Friends who read drafts of the various chapters commented that I adopt different styles and voices in the different iyunim sections. I was happy to receive those responses. Pluralism and diversity are important elements in the message of the book. I profoundly believe in the power of these values. Different topics require different voices and varied approaches. By design, the narrative voice in this book is sometimes personal and sometimes academic. Sometimes the perspective is historical, and sometimes it is cultural and religious.

It is also important to me to challenge the supposed contradiction between what is considered “religious” and “secular,” presenting the entire range of the Jewish discourse in Israel and beyond. Even if there is a degree of criticism here and there, it was always written out of love and belonging.

As a Jewish woman born in Jerusalem, a rabbi and a scholar of liturgy, and a professor at Hebrew Union College–Jewish Institute of Religion, it is important to me to weave together both old and new, feminine and masculine, Western and Eastern, familiar and less familiar throughout the book. I sought to include Jewish voices from different eras and places that express a range of positions and trends of thought. The criterion for focusing on specific subjects, additional texts, and poetry was first and foremost the quality of the material rather than a technical attempt to present all voices. I was happy to see that what emerged from my keyboard reflected the beneficial and fruitful diversity I had hoped for. I have not attempted to encompass everything. After all, this is not an encyclopedic work. I merely wanted to offer suggestions for thought, conversation, and even healthy debate.

Originally, this book was written by an Israeli for Israelis, but this translation attempts to offer insight not only into Israeli culture and religious expression but also more broadly into Jewish culture and Jewish religious expression. This English volume also seeks to be inclusive of the experiences of people who live in English-speaking countries. At the same time, many of the prayers and poems appear in both English and Hebrew, because I want to share the power and beauty I find in the Hebrew language. Even if you cannot read the Hebrew, I hope that the image of the original text is powerful in and of itself. …

I invite you to come along on this journey through our calendar year—the Jewish one, the Israeli one—ancient but always in the process of renewal.

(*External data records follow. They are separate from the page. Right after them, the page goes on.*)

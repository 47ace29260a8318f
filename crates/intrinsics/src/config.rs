use common::{HarnessError, HarnessResult};
use serde::{Deserialize, Serialize};

/// Elements per region in a session. Odd on purpose so every vector width
/// leaves a remainder.
pub const REGION_SIZE: usize = 1_000_003;

/// Session configuration
#[derive(Debug, Clone, Serialize, Deserialize, PartialEq, Eq)]
pub struct BenchmarkConfig {
    pub region_length: usize,
    /// `None` seeds from the wall clock
    pub seed: Option<u64>,
}

impl Default for BenchmarkConfig {
    fn default() -> Self {
        Self {
            region_length: REGION_SIZE,
            seed: None,
        }
    }
}

impl BenchmarkConfig {
    pub fn with_seed(mut self, seed: u64) -> Self {
        self.seed = Some(seed);
        self
    }

    pub fn with_region_length(mut self, region_length: usize) -> Self {
        self.region_length = region_length;
        self
    }

    pub fn validate(&self) -> HarnessResult<()> {
        if self.region_length == 0 {
            return Err(HarnessError::Configuration(
                "region length must be at least 1".to_string(),
            ));
        }
        Ok(())
    }
}
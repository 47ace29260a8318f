use anyhow::Result;
use clap::Parser;
use common::{init_structured_logging, LoggingConfig};
use intrinsics::{execute_with, BenchmarkConfig};
use tracing::{debug, Level};

#[derive(Parser, Debug)]
#[command(name = "intrinsics-bench")]
#[command(about = "Times scalar and accelerated reductions over one random region")]
#[command(version)]
struct Cli {
    /// Seed for the region generator (default: wall clock)
    #[arg(long)]
    seed: Option<u64>,

    /// Emit diagnostics on stderr as JSON lines
    #[arg(long)]
    json_logs: bool,

    /// Diagnostic level when RUST_LOG is unset
    #[arg(long, default_value = "warn")]
    log_level: Level,
}

fn main() -> Result<()> {
    let cli = Cli::parse();

    init_structured_logging(LoggingConfig {
        level: cli.log_level,
        json_output: cli.json_logs,
        ..LoggingConfig::default()
    })?;
    debug!(?cli, "starting benchmark session");

    let config = BenchmarkConfig {
        seed: cli.seed,
        ..BenchmarkConfig::default()
    };

    let status = execute_with(&config);
    std::process::exit(status);
}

You can read the book from cover to cover, take it month by month, or even iyun to iyun, reading about each month’s special days and events as they arrive. I do not expect you to agree with everything I wrote. In fact, I will be happy if what you read stimulates your own new thoughts and encourages you to set off on additional journeys to ancient and modern destinations, both far and near.


Rabbi Dalia Marx, PhD, is the Rabbi Aaron D. Panken Professor of Liturgy at Hebrew Union College–Jewish Institute of Religion (HUC-JIR) in Jerusalem. She is the chief editor of T’filat HaAdam, the Israeli Reform prayer book (MaRaM, 2020). From Time to Time: Journeys in the Jewish Calendar was first published in Israel in 2018 as Bazman and has been translated into German, Spanish, and now English.


[1] See the classic essay on time by the sociologist Norbert Elias, An Essay on Time, ed. Steven Loyal and Stephen Mennell (Dublin: University College Dublin Press, 2007).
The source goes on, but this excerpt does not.